El apartado artístico, junto con su gameplay, es de lo más destacado del título. El mundo urbano que se nos presenta se ve fantástico y logra una atmósfera de desolación muy adecuada. Rebosante de neón, máquinas y personajes algo problemáticos, sirve como nexo conector entre todos los niveles de la aventura. Junto a esto, las cinemáticas se ven excelentes y ayudan a entender un poco más el trasfondo del título.

La historia principal puede ser completada en unas 6 horas, dependiendo de la habilidad de cada uno. Existe además un modo arena, que es un buen aditamento para aquellos jugadores que se hayan quedado con ganas de más.

Existen varios ejemplos de juegos de este estilo en la industria, como Hotline Miami o incluso Katana Zero.
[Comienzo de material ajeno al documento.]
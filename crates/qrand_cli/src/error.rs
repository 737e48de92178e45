//! Error types for the qrand CLI.

use thiserror::Error;

/// CLI error type
#[derive(Debug, Error)]
pub enum CliError {
    /// CLI configuration error
    #[error("Configuration error: {0}")]
    Config(#[from] crate::config::ConfigError),

    /// Sequencer configuration error
    #[error("Sequencer configuration error: {0}")]
    SequencerConfig(#[from] qrand_core::ConfigError),

    /// Sampling or state error raised by the sequencer
    #[error("Sequencer error: {0}")]
    Sequencer(#[from] qrand_core::SequencerError),

    /// Invalid command argument
    #[error("Invalid argument: {0}")]
    InvalidArgument(String),

    /// A restored sequencer disagreed with the one it was saved from
    #[error("Checkpoint diverged at point {point}")]
    CheckpointDiverged {
        /// Point count of the original when the outputs differed
        point: u64,
    },

    /// IO error
    #[error("IO error: {0}")]
    Io(#[from] std::io::Error),

    /// JSON output error
    #[error("JSON error: {0}")]
    Json(#[from] serde_json::Error),

    /// CSV output error
    #[error("CSV error: {0}")]
    Csv(#[from] csv::Error),
}

impl CliError {
    /// Create an invalid argument error
    pub fn invalid_argument(msg: impl Into<String>) -> Self {
        Self::InvalidArgument(msg.into())
    }
}

/// Result type for CLI operations
pub type Result<T> = std::result::Result<T, CliError>;

#[cfg(test)]
mod tests {
    use super::*;

    #[test]
    fn test_error_display() {
        let err = CliError::invalid_argument("--points must be positive");
        assert!(err.to_string().contains("--points must be positive"));
    }

    #[test]
    fn test_checkpoint_divergence_display() {
        let err = CliError::CheckpointDiverged { point: 1_005 };
        assert_eq!(err.to_string(), "Checkpoint diverged at point 1005");
    }

    #[test]
    fn test_sequencer_error_conversion() {
        let err: CliError = qrand_core::SequencerError::NotInitialised.into();
        assert!(matches!(err, CliError::Sequencer(_)));
        assert!(err.to_string().starts_with("Sequencer error"));
    }
}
Sin embargo, Ruiner logra nutrir al género dándole su impronta, con un mundo muy bien logrado y un gameplay adictivo. Está disponible por 20 dólares en la eShop de Nintendo Switch y, sin lugar a dudas, vale la pena darle una oportunidad.

Calificación: 8/10

Análisis: Exit The Gungeon para Nintendo Switch

Por Luciano Macchioli

Dodge Roll es la desarrolladora que nos permitió disfrutar de uno de los mayores referentes indies de los últimos años: Enter the Gungeon. Su secuela/spin-off, Exit the Gungeon, llega a Nintendo Switch luego de medio año de exclusividad en Apple Arcade.


La acción al estilo roguelike se desarrolla en la “armazmorra” cuya existencia se justifica porque, según la leyenda, alberga un arma tan poderosa que podría destruir los eventos del pasado. Tal poder lleva a que la armazmorra comience a desmoronarse, por lo que tendremos que escapar de ella.
Exit the Gungeon pondrá a prueba los reflejos del jugador, ya que el ritmo frenético que el juego nos propone no nos permite descansar un segundo de las decenas de balas, enemigos y bombas que se muestran en pantalla. Fiel al estilo de su antecesor, nuestros personajes contarán con una gran variedad de armas a disposición, desde guitarras eléctricas hasta lanzacalaveras.


Desde el primer nivel se nos presenta una dificultad elevada, con un ascensor plagado de enemigos y coronado por un jefe elegido al azar que, spoiler, no será fácil de derrotar. A pesar de esto, el desarrollo del juego nos permite ir aprendiendo las formas más favorables de superar los obstáculos que se nos presenten.
El apartado técnico no tiene fallas, no hay ralentizaciones de ningún tipo y nos ofrece una experiencia de juego fluida, tanto en modo portátil como en televisor.


En cuanto al diseño artístico, es idéntico al de Enter the Gungeon y el favorito de la escena indie de los últimos tiempos: estilo retro de 16 bits, acompañado con una banda sonora decente, pero que no destaca en ningún momento.
El punto más fuerte del título es su rejugabilidad. A precio de juego independiente, nos ofrece gran cantidad de horas de diversión por su premisa y por la rapidez de su gameplay. Ideal para partidas rápidas de 10 o 15 minutos.


Sin embargo, y para concluir, Exit the Gungeon no es un juego fácil de analizar. Esto se debe a que está y estará siempre a la sombra del primer título de la franquicia. El contenido que ofrece ni siquiera justifica la existencia de este: más armas, más enemigos… y nada más. Quizás hubiese funcionado mejor como contenido descargable de Enter the Gungeon y no como un título aparte. Por supuesto que es un título muy disfrutable y todos los puntos altos mencionados anteriormente no se los saca nadie. Quienes disfrutaron del primer juego, también disfrutarán de este. Pero para quienes no están familiarizados con el mundo de Gungeon, el primer título será siempre la mejor opción.